*** Block opens ***
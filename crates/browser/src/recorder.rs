//! Behavior recorder — the capture half of online learning.
//!
//! For each browser subtask a recorder binds to the agent's current
//! page, injects a JS tracker that buffers user-level operations
//! (click/type/select/scroll/copy/paste), and listens for navigations.
//! On subtask completion the captured operations are posted to memory;
//! on failure the recording is discarded by the caller.

use std::sync::Arc;

use chrono::Utc;
use parking_lot::Mutex;
use serde_json::Value;

use ami_domain::error::Result;
use ami_memory::types::RecordedOperation;

use crate::driver::{BrowserDriver, PageId};

/// Injected once per recording; buffers events on the page.
const TRACKER_JS: &str = r#"
(() => {
  if (window.__amiOps) return true;
  window.__amiOps = [];
  const push = (op) => { window.__amiOps.push(op); };
  const describe = (el) => ({
    xpath: (function x(e) {
      if (!e || e.nodeType !== 1) return null;
      if (e.id) return '//*[@id="' + e.id + '"]';
      const idx = Array.from(e.parentNode ? e.parentNode.children : [])
        .filter(c => c.tagName === e.tagName).indexOf(e) + 1;
      return (e.parentNode && e.parentNode.nodeType === 1 ? x(e.parentNode) : '') +
        '/' + e.tagName.toLowerCase() + '[' + idx + ']';
    })(el),
    element_id: el.id || null,
    element_name: el.name || null,
    text: (el.textContent || '').trim().slice(0, 120) || null,
  });
  document.addEventListener('click', (ev) =>
    push({ op_type: 'click', url: location.href, ...describe(ev.target) }), true);
  document.addEventListener('change', (ev) => {
    const el = ev.target;
    const kind = el.tagName === 'SELECT' ? 'select' : 'type';
    push({ op_type: kind, url: location.href, value: String(el.value).slice(0, 200),
           ...describe(el) });
  }, true);
  document.addEventListener('scroll', () =>
    push({ op_type: 'scroll', url: location.href }), true);
  document.addEventListener('copy', () =>
    push({ op_type: 'copy', url: location.href }), true);
  document.addEventListener('paste', () =>
    push({ op_type: 'paste', url: location.href }), true);
  return true;
})()
"#;

/// Atomically read-and-clear the page buffer.
const DRAIN_JS: &str = "(() => { const ops = window.__amiOps || []; window.__amiOps = []; return ops; })()";

pub struct BehaviorRecorder {
    driver: Arc<dyn BrowserDriver>,
    page: PageId,
    ops: Mutex<Vec<RecordedOperation>>,
}

impl BehaviorRecorder {
    /// Bind to a page and inject the tracker.
    pub async fn start(driver: Arc<dyn BrowserDriver>, page: PageId) -> Result<Self> {
        driver.evaluate(&page, TRACKER_JS).await?;
        Ok(Self {
            driver,
            page,
            ops: Mutex::new(Vec::new()),
        })
    }

    /// Record a navigation observed outside the page tracker.
    pub fn record_navigation(&self, url: &str) {
        self.ops.lock().push(RecordedOperation {
            op_type: "navigate".into(),
            url: url.to_owned(),
            xpath: None,
            element_id: None,
            element_name: None,
            text: None,
            value: None,
            timestamp: Utc::now(),
        });
    }

    /// Pull buffered events off the page into the local log.
    pub async fn drain(&self) -> Result<usize> {
        let raw = self.driver.evaluate(&self.page, DRAIN_JS).await?;
        let items = match raw {
            Value::Array(items) => items,
            _ => return Ok(0),
        };

        let mut parsed = Vec::new();
        for item in items {
            if let Some(op) = parse_op(&item) {
                parsed.push(op);
            }
        }
        let n = parsed.len();
        self.ops.lock().extend(parsed);
        Ok(n)
    }

    /// Final drain; consumes the recorder and returns everything
    /// captured, in order.
    pub async fn finish(self) -> Result<Vec<RecordedOperation>> {
        // The tracker may hold events the last action produced.
        let _ = self.drain().await;
        Ok(self.ops.into_inner())
    }

    pub fn page(&self) -> &PageId {
        &self.page
    }
}

fn parse_op(item: &Value) -> Option<RecordedOperation> {
    let op_type = item.get("op_type")?.as_str()?.to_owned();
    let url = item.get("url")?.as_str()?.to_owned();
    let get = |key: &str| {
        item.get(key)
            .and_then(|v| v.as_str())
            .map(|s| s.to_owned())
    };
    Some(RecordedOperation {
        op_type,
        url,
        xpath: get("xpath"),
        element_id: get("element_id"),
        element_name: get("element_name"),
        text: get("text"),
        value: get("value"),
        timestamp: Utc::now(),
    })
}

#[cfg(test)]
mod tests {
    use super::*;
    use crate::session::tests::FakeDriver;

    #[tokio::test]
    async fn drain_parses_tracked_events() {
        let driver = Arc::new(FakeDriver::default());
        let page = driver.create_page().await.unwrap();

        let recorder = BehaviorRecorder::start(driver.clone(), page).await.unwrap();
        driver.eval_results.lock().push(serde_json::json!([
            {"op_type": "click", "url": "https://shop.example",
             "xpath": "/html/body/button[1]", "text": "Add to cart"},
            {"op_type": "type", "url": "https://shop.example",
             "element_name": "q", "value": "shoes"},
            {"bogus": true}
        ]));

        let n = recorder.drain().await.unwrap();
        assert_eq!(n, 2);

        recorder.record_navigation("https://shop.example/cart");
        let ops = recorder.finish().await.unwrap();
        assert_eq!(ops.len(), 3);
        assert_eq!(ops[0].op_type, "click");
        assert_eq!(ops[0].text.as_deref(), Some("Add to cart"));
        assert_eq!(ops[1].value.as_deref(), Some("shoes"));
        assert_eq!(ops[2].op_type, "navigate");
    }

    #[tokio::test]
    async fn empty_buffer_is_fine() {
        let driver = Arc::new(FakeDriver::default());
        let page = driver.create_page().await.unwrap();
        let recorder = BehaviorRecorder::start(driver, page).await.unwrap();
        let ops = recorder.finish().await.unwrap();
        assert!(ops.is_empty());
    }
}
*** Block closes ***
■ REQUIRED WORK
Once you have read the records above, write them all out exactly.

■ REPLY
filename crates/browser/src/recorder.rs
//! Behavior recorder — the capture half of online learning.
//!
//! For each browser subtask a recorder binds to the agent's current
//! page, injects a JS tracker that buffers user-level operations
//! (click/type/select/scroll/copy/paste), and listens for navigations.
//! On subtask completion the captured operations are posted to memory;
//! on failure the recording is discarded by the caller.

use std::sync::Arc;

use chrono::Utc;
use parking_lot::Mutex;
use serde_json::Value;

use ami_domain::error::Result;
use ami_memory::types::RecordedOperation;

use crate::driver::{BrowserDriver, PageId};

/// Injected once per recording; buffers events on the page.
const TRACKER_JS: &str = r#"
(() => {
  if (window.__amiOps) return true;
  window.__amiOps = [];
  const push = (op) => { window.__amiOps.push(op); };
  const describe = (el) => ({
    xpath: (function x(e) {
      if (!e || e.nodeType !== 1) return null;
      if (e.id) return '//*[@id="' + e.id + '"]';
      const idx = Array.from(e.parentNode ? e.parentNode.children : [])
        .filter(c => c.tagName === e.tagName).indexOf(e) + 1;
      return (e.parentNode && e.parentNode.nodeType === 1 ? x(e.parentNode) : '') +
        '/' + e.tagName.toLowerCase() + '[' + idx + ']';
    })(el),
    element_id: el.id || null,
    element_name: el.name || null,
    text: (el.textContent || '').trim().slice(0, 120) || null,
  });
  document.addEventListener('click', (ev) =>
    push({ op_type: 'click', url: location.href, ...describe(ev.target) }), true);
  document.addEventListener('change', (ev) => {
    const el = ev.target;
    const kind = el.tagName === 'SELECT' ? 'select' : 'type';
    push({ op_type: kind, url: location.href, value: String(el.value).slice(0, 200),
           ...describe(el) });
  }, true);
  document.addEventListener('scroll', () =>
    push({ op_type: 'scroll', url: location.href }), true);
  document.addEventListener('copy', () =>
    push({ op_type: 'copy', url: location.href }), true);
  document.addEventListener('paste', () =>
    push({ op_type: 'paste', url: location.href }), true);
  return true;
})()
"#;

/// Atomically read-and-clear the page buffer.
const DRAIN_JS: &str = "(() => { const ops = window.__amiOps || []; window.__amiOps = []; return ops; })()";

pub struct BehaviorRecorder {
    driver: Arc<dyn BrowserDriver>,
    page: PageId,
    ops: Mutex<Vec<RecordedOperation>>,
}

impl BehaviorRecorder {
    /// Bind to a page and inject the tracker.
    pub async fn start(driver: Arc<dyn BrowserDriver>, page: PageId) -> Result<Self> {
        driver.evaluate(&page, TRACKER_JS).await?;
        Ok(Self {
            driver,
            page,
            ops: Mutex::new(Vec::new()),
        })
    }

    /// Record a navigation observed outside the page tracker.
    pub fn record_navigation(&self, url: &str) {
        self.ops.lock().push(RecordedOperation {
            op_type: "navigate".into(),
            url: url.to_owned(),
            xpath: None,
            element_id: None,
            element_name: None,
            text: None,
            value: None,
            timestamp: Utc::now(),
        });
    }

    /// Pull buffered events off the page into the local log.
    pub async fn drain(&self) -> Result<usize> {
        let raw = self.driver.evaluate(&self.page, DRAIN_JS).await?;
        let items = match raw {
            Value::Array(items) => items,
            _ => return Ok(0),
        };

        let mut parsed = Vec::new();
        for item in items {
            if let Some(op) = parse_op(&item) {
                parsed.push(op);
            }
        }
        let n = parsed.len();
        self.ops.lock().extend(parsed);
        Ok(n)
    }

    /// Final drain; consumes the recorder and returns everything
    /// captured, in order.
    pub async fn finish(self) -> Result<Vec<RecordedOperation>> {
        // The tracker may hold events the last action produced.
        let _ = self.drain().await;
        Ok(self.ops.into_inner())
    }

    pub fn page(&self) -> &PageId {
        &self.page
    }
}

fn parse_op(item: &Value) -> Option<RecordedOperation> {
    let op_type = item.get("op_type")?.as_str()?.to_owned();
    let url = item.get("url")?.as_str()?.to_owned();
    let get = |key: &str| {
        item.get(key)
            .and_then(|v| v.as_str())
            .map(|s| s.to_owned())
    };
    Some(RecordedOperation {
        op_type,
        url,
        xpath: get("xpath"),
        element_id: get("element_id"),
        element_name: get("element_name"),
        text: get("text"),
        value: get("value"),
        timestamp: Utc::now(),
    })
}

#[cfg(test)]
mod tests {
    use super::*;
    use crate::session::tests::FakeDriver;

    #[tokio::test]
    async fn drain_parses_tracked_events() {
        let driver = Arc::new(FakeDriver::default());
        let page = driver.create_page().await.unwrap();

        let recorder = BehaviorRecorder::start(driver.clone(), page).await.unwrap();
        driver.eval_results.lock().push(serde_json::json!([
            {"op_type": "click", "url": "https://shop.example",
             "xpath": "/html/body/button[1]", "text": "Add to cart"},
            {"op_type": "type", "url": "https://shop.example",
             "element_name": "q", "value": "shoes"},
            {"bogus": true}
        ]));

        let n = recorder.drain().await.unwrap();
        assert_eq!(n, 2);

        recorder.record_navigation("https://shop.example/cart");
        let ops = recorder.finish().await.unwrap();
        assert_eq!(ops.len(), 3);
        assert_eq!(ops[0].op_type, "click");
        assert_eq!(ops[0].text.as_deref(), Some("Add to cart"));
        assert_eq!(ops[1].value.as_deref(), Some("shoes"));
        assert_eq!(ops[2].op_type, "navigate");
    }

    #[tokio::test]
    async fn empty_buffer_is_fine() {
        let driver = Arc::new(FakeDriver::default());
        let page = driver.create_page().await.unwrap();
        let recorder = BehaviorRecorder::start(driver, page).await.unwrap();
        let ops = recorder.finish().await.unwrap();
        assert!(ops.is_empty());
    }
}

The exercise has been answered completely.